While the generation of models for specific aneuploidies forms an essential step to evaluate their impact on developmental and cancer biology, additional analyses and manipulations are required to pinpoint the underlying mechanisms by which specific chromosomal gains or losses contribute to cancer in particular tissue or genetic contexts. By analyzing differentially expressed genes in response to specific aneuploidies, researchers uncovered a link between chr1q gain and MDM4-mediated TP53 suppression in cancer cells (Girish et al. 2023) and validated that chr18q loss can drive TGF-β resistance in colon cancer (Bosco et al. 2023). Elaborate computational algorithms can be applied to identify candidate genes underlying the phenotypes driven by specific aneuploidies. For instance, the TUSON Explorer algorithm, which predicts cancer drivers based on their mutational patterns, can be combined with copy number analysis to identify potential driver genes on recurrently gained or lost chromosomes in cancer (Davoli et al. 2013). In addition, weighted correlation network analysis (aka WGCNA) can be used to identify overexpressing genes that correlate with a specific chromosomal gain (Su et al. 2021). Candidate genes can subsequently be validated by RNAi or CRISPRa/CRISPRi screens using libraries of shRNA, siRNAs, or sgRNAs targeting coding genes on the chromosome of interest (Xue et al. 2012; Gilbert et al. 2013; Gilbert et al. 2014; Bock et al. 2022), or by transduction of a library of bar-coded open reading frames (ORF) (Sack et al. 2018; Su et al. 2021). Through a combination of these approaches, Su et al. demonstrated that dose-sensitive overexpression of RAD21 caused by trisomy 8 helped mitigate the replication stress induced by the oncogenic EWS-FLI1 fusion in Ewing sarcoma (Su et al. 2021). Next to this, integration of XIST, the long non-coding RNA (lncRNA) that inactivates one of the X chromosomes in females (Boumil and Lee 2001; Engreitz et al. 2013; Simon et al. 2013), was found to fully inactivate a copy of chr21 (Jiang et al. 2013; Chiang et al. 2018; Czermiński and Lawrence 2020), and to silence parts of mouse chr1 and human chromosomes 1p, 3q, 4q, 7p, 7q, 8p, 12q, and 15q (Kelsey et al. 2015; Loda et al. 2017; Naciri et al. 2021). Although less specific than RNAi or CRISPRi, the epigenetic silencing potential of this lncRNA could be leveraged to pinpoint which part of the chromosome of interest is responsible for certain aneuploidy-related phenotypes.

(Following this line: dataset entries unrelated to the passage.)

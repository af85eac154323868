// mlsaflow: Incremental multi-locus sequence analysis from marker genes to a phylogeny.
//
// Copyright 2025 The mlsaflow authors.
//
// Copyrights in this project are retained by contributors. No copyright assignment
// is required to contribute to this project.
//
// Except as otherwise noted (below and/or in individual files), this
// project is licensed under the Apache License, Version 2.0
// <LICENSE-APACHE> or <http://www.apache.org/licenses/LICENSE-2.0> or
// the MIT license, <LICENSE-MIT> or <http://opensource.org/licenses/MIT>,
// at your option.
//

//! Cutoff filter: turns raw search hits into per genome inclusion decisions.
//!
//! The filter is a pure function of the hits and the policy parameters. It
//! runs in three steps:
//!
//!   1. Drop hits that fail the evalue, coverage or identity cutoffs.
//!   2. Keep the best remaining hit per (genome, gene) pair.
//!   3. Count the genes each genome has no hit for and compare against
//!      `allow_missing`.
//!
//! Query sequences that share a gene label are alternative probes for the
//! same gene, so step 2 keys on the gene label and not on the query sequence.
//!
//! ## Tie-breaking
//!
//! Among qualifying hits for the same pair, the lowest evalue wins. Equal
//! evalues are broken by the highest percent identity, then the highest
//! coverage, then by whichever hit came first in the search output.
//!
//! ## Usage
//!
//! ```rust
//! use mlsaflow::filter::{filter_hits, Cutoffs, HitRecord, Inclusion, Policy};
//!
//! let hit = |genome: &str, gene: &str, evalue: f64| HitRecord {
//!     genome: genome.to_string(), gene: gene.to_string(), query: gene.to_string(),
//!     evalue, identity: 90.0, coverage: 95.0, start: 1, end: 300, sequence: "ACGT".to_string(),
//! };
//! let hits = vec![hit("G", "A", 1e-10), hit("G", "B", 1e-3)];
//! let genomes = vec!["G".to_string()];
//! let genes = vec!["A".to_string(), "B".to_string()];
//!
//! let cutoffs = Cutoffs { evalue: 1e-5, coverage: 50.0, identity: 30.0 };
//! let outcome = filter_hits(&hits, &genomes, &genes, &cutoffs, &Policy { allow_missing: 0 });
//!
//! assert_eq!(outcome.decisions["G"], Inclusion::ExcludedMissingGenes { missing: vec!["B".to_string()] });
//! ```

pub mod presence;
pub mod summary;

use std::cmp::Ordering;

use indexmap::IndexMap;
use serde::{Deserialize, Serialize};

use presence::PresenceMatrix;

/// Share of genomes a gene may be missing from before it is flagged as a
/// removal candidate.
pub const MISSING_GENE_WARN_PERCENT: f64 = 50.0;

/// One hit from the search stage.
#[derive(Debug, Clone, PartialEq, Serialize, Deserialize)]
pub struct HitRecord {
    /// Genome the hit is on.
    pub genome: String,
    /// Gene label of the query.
    pub gene: String,
    /// The query sequence that produced the hit.
    pub query: String,
    pub evalue: f64,
    /// Percent identity.
    pub identity: f64,
    /// Percent query coverage.
    pub coverage: f64,
    /// Subject start coordinate.
    pub start: u64,
    /// Subject end coordinate.
    pub end: u64,
    /// Aligned subject sequence, may contain gaps.
    pub sequence: String,
}

/// Thresholds a hit must meet.
#[derive(Debug, Clone, PartialEq)]
pub struct Cutoffs {
    /// Maximum evalue.
    pub evalue: f64,
    /// Minimum percent coverage.
    pub coverage: f64,
    /// Minimum percent identity.
    pub identity: f64,
}

impl Cutoffs {
    pub fn passes(&self, hit: &HitRecord) -> bool {
        hit.evalue <= self.evalue && hit.coverage >= self.coverage && hit.identity >= self.identity
    }
}

/// Missing-gene policy.
#[derive(Debug, Clone, PartialEq)]
pub struct Policy {
    /// Number of genes a genome may lack and still be kept.
    pub allow_missing: usize,
}

/// Decision for one genome.
#[derive(Debug, Clone, PartialEq, Eq, Serialize, Deserialize)]
#[serde(tag = "decision", rename_all = "snake_case")]
pub enum Inclusion {
    /// Kept; `missing` lists genes tolerated through `allow_missing`.
    Included { missing: Vec<String> },
    /// Dropped for lacking more genes than allowed.
    ExcludedMissingGenes { missing: Vec<String> },
    /// Dropped because its content duplicates genome `of`.
    ExcludedDuplicate { of: String },
}

impl Inclusion {
    pub fn is_included(&self) -> bool {
        matches!(self, Inclusion::Included { .. })
    }
}

/// A genome that did not make it into the tree, and why.
#[derive(Debug, Clone, PartialEq, Eq, Serialize, Deserialize)]
pub struct Exclusion {
    pub genome: String,
    pub reason: String,
}

impl Exclusion {
    /// Exclusion for `genome`, or None if `decision` keeps it.
    pub fn from_decision(genome: &str, decision: &Inclusion) -> Option<Self> {
        let reason = match decision {
            Inclusion::Included { .. } => return None,
            Inclusion::ExcludedMissingGenes { missing } if missing.len() == 1 => {
                format!("missing gene {}", missing[0])
            },
            Inclusion::ExcludedMissingGenes { missing } => {
                format!("missing {} genes: {}", missing.len(), missing.join(", "))
            },
            Inclusion::ExcludedDuplicate { of } => format!("duplicate of {}", of),
        };
        Some(Exclusion { genome: genome.to_string(), reason })
    }
}

/// Everything the filtering stage derives from the hits.
#[derive(Debug, Clone)]
pub struct FilterOutcome {
    /// Best qualifying hit per (genome, gene), in first-seen order.
    pub best: IndexMap<(String, String), HitRecord>,
    /// Decision per genome, in the order the genomes were given.
    pub decisions: IndexMap<String, Inclusion>,
    /// Qualifying hit presence, genes × genomes.
    pub presence: PresenceMatrix,
    /// Genes missing from more than [MISSING_GENE_WARN_PERCENT] of genomes.
    pub removal_candidates: Vec<(String, f64)>,
}

impl FilterOutcome {
    pub fn exclusions(&self) -> Vec<Exclusion> {
        self.decisions.iter()
            .filter_map(|(genome, decision)| Exclusion::from_decision(genome, decision))
            .collect()
    }

    pub fn included(&self) -> Vec<String> {
        self.decisions.iter()
            .filter(|(_, decision)| decision.is_included())
            .map(|(genome, _)| genome.clone())
            .collect()
    }
}

/// Orders `a` before `b` if `a` is the better hit.
///
/// Equal hits compare as [Ordering::Equal] so that a stable selection keeps
/// the first one seen.
pub fn compare_hits(a: &HitRecord, b: &HitRecord) -> Ordering {
    a.evalue.total_cmp(&b.evalue)
        .then_with(|| b.identity.total_cmp(&a.identity))
        .then_with(|| b.coverage.total_cmp(&a.coverage))
}

/// Best qualifying hit per (genome, gene) pair.
pub fn select_best_hits(
    hits: &[HitRecord],
    cutoffs: &Cutoffs,
) -> IndexMap<(String, String), HitRecord> {
    let mut best: IndexMap<(String, String), HitRecord> = IndexMap::new();
    hits.iter().filter(|hit| cutoffs.passes(hit)).for_each(|hit| {
        let key = (hit.genome.clone(), hit.gene.clone());
        match best.get_mut(&key) {
            Some(current) => {
                if compare_hits(hit, current) == Ordering::Less {
                    *current = hit.clone();
                }
            },
            None => {
                best.insert(key, hit.clone());
            },
        }
    });
    best
}

/// Applies the missing-gene policy to every genome.
///
/// A genome lacking exactly `allow_missing` genes is kept; one more and it is
/// excluded.
pub fn decide_inclusion(
    genomes: &[String],
    genes: &[String],
    presence: &PresenceMatrix,
    policy: &Policy,
) -> IndexMap<String, Inclusion> {
    genomes.iter().map(|genome| {
        let missing: Vec<String> = genes.iter()
            .filter(|gene| !presence.has(genome, gene))
            .cloned()
            .collect();
        let decision = if missing.len() > policy.allow_missing {
            Inclusion::ExcludedMissingGenes { missing }
        } else {
            Inclusion::Included { missing }
        };
        (genome.clone(), decision)
    }).collect()
}

/// Runs the whole filter.
///
/// `genomes` and `genes` fix the output order; hits on genomes or genes not
/// listed are ignored.
pub fn filter_hits(
    hits: &[HitRecord],
    genomes: &[String],
    genes: &[String],
    cutoffs: &Cutoffs,
    policy: &Policy,
) -> FilterOutcome {
    let qualifying: Vec<&HitRecord> = hits.iter().filter(|hit| cutoffs.passes(hit)).collect();
    let presence = PresenceMatrix::from_hits(genomes, genes, qualifying.iter().copied());

    let best = select_best_hits(hits, cutoffs).into_iter()
        .filter(|((genome, gene), _)| presence.has(genome, gene))
        .collect();

    let decisions = decide_inclusion(genomes, genes, &presence, policy);

    let removal_candidates = genes.iter().filter_map(|gene| {
        let percent = presence.missing_percent(gene);
        (percent > MISSING_GENE_WARN_PERCENT).then(|| (gene.clone(), percent))
    }).collect();

    FilterOutcome { best, decisions, presence, removal_candidates }
}
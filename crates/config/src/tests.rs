#[cfg(test)]
mod loading_tests {
    use crate::AppConfig;

    use std::fs;
    use tempfile::TempDir;

    #[test]
    fn test_load_from_file() {
        let dir = TempDir::new().unwrap();
        let path = dir.path().join("wafer-scheduler.toml");
        fs::write(
            &path,
            r#"
[benchmark]
robots = 5
cycles = 2

[strategies]
enabled = ["lock"]
"#,
        )
        .unwrap();

        let config = AppConfig::load(Some(path.to_str().unwrap())).unwrap();
        assert_eq!(config.benchmark.robots, 5);
        assert_eq!(config.benchmark.cycles, 2);
        assert_eq!(config.benchmark.carrier_groups, 10);
        assert_eq!(config.strategies.enabled, vec!["lock"]);
    }

    #[test]
    fn test_load_missing_file_fails() {
        let dir = TempDir::new().unwrap();
        let path = dir.path().join("absent.toml");
        assert!(AppConfig::load(Some(path.to_str().unwrap())).is_err());
    }

    #[test]
    fn test_load_rejects_invalid_file() {
        let dir = TempDir::new().unwrap();
        let path = dir.path().join("bad.toml");
        fs::write(
            &path,
            r#"
[coordinator]
dispatch_policy = "lifo"
"#,
        )
        .unwrap();

        assert!(AppConfig::load(Some(path.to_str().unwrap())).is_err());
    }
}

With the current possibilities to generate customized karyotypes in various cell types in a dish or whole organism, exciting times lie ahead for the field. Together with functional genetic screens and elaborate computational pipelines to analyze large WG DNA and RNA-sequencing data sets of patient-derived cancer tissues it will fuel advancements in understanding how cancer cells tolerate and benefit from aneuploidy, and how specific aneuploidies impact development.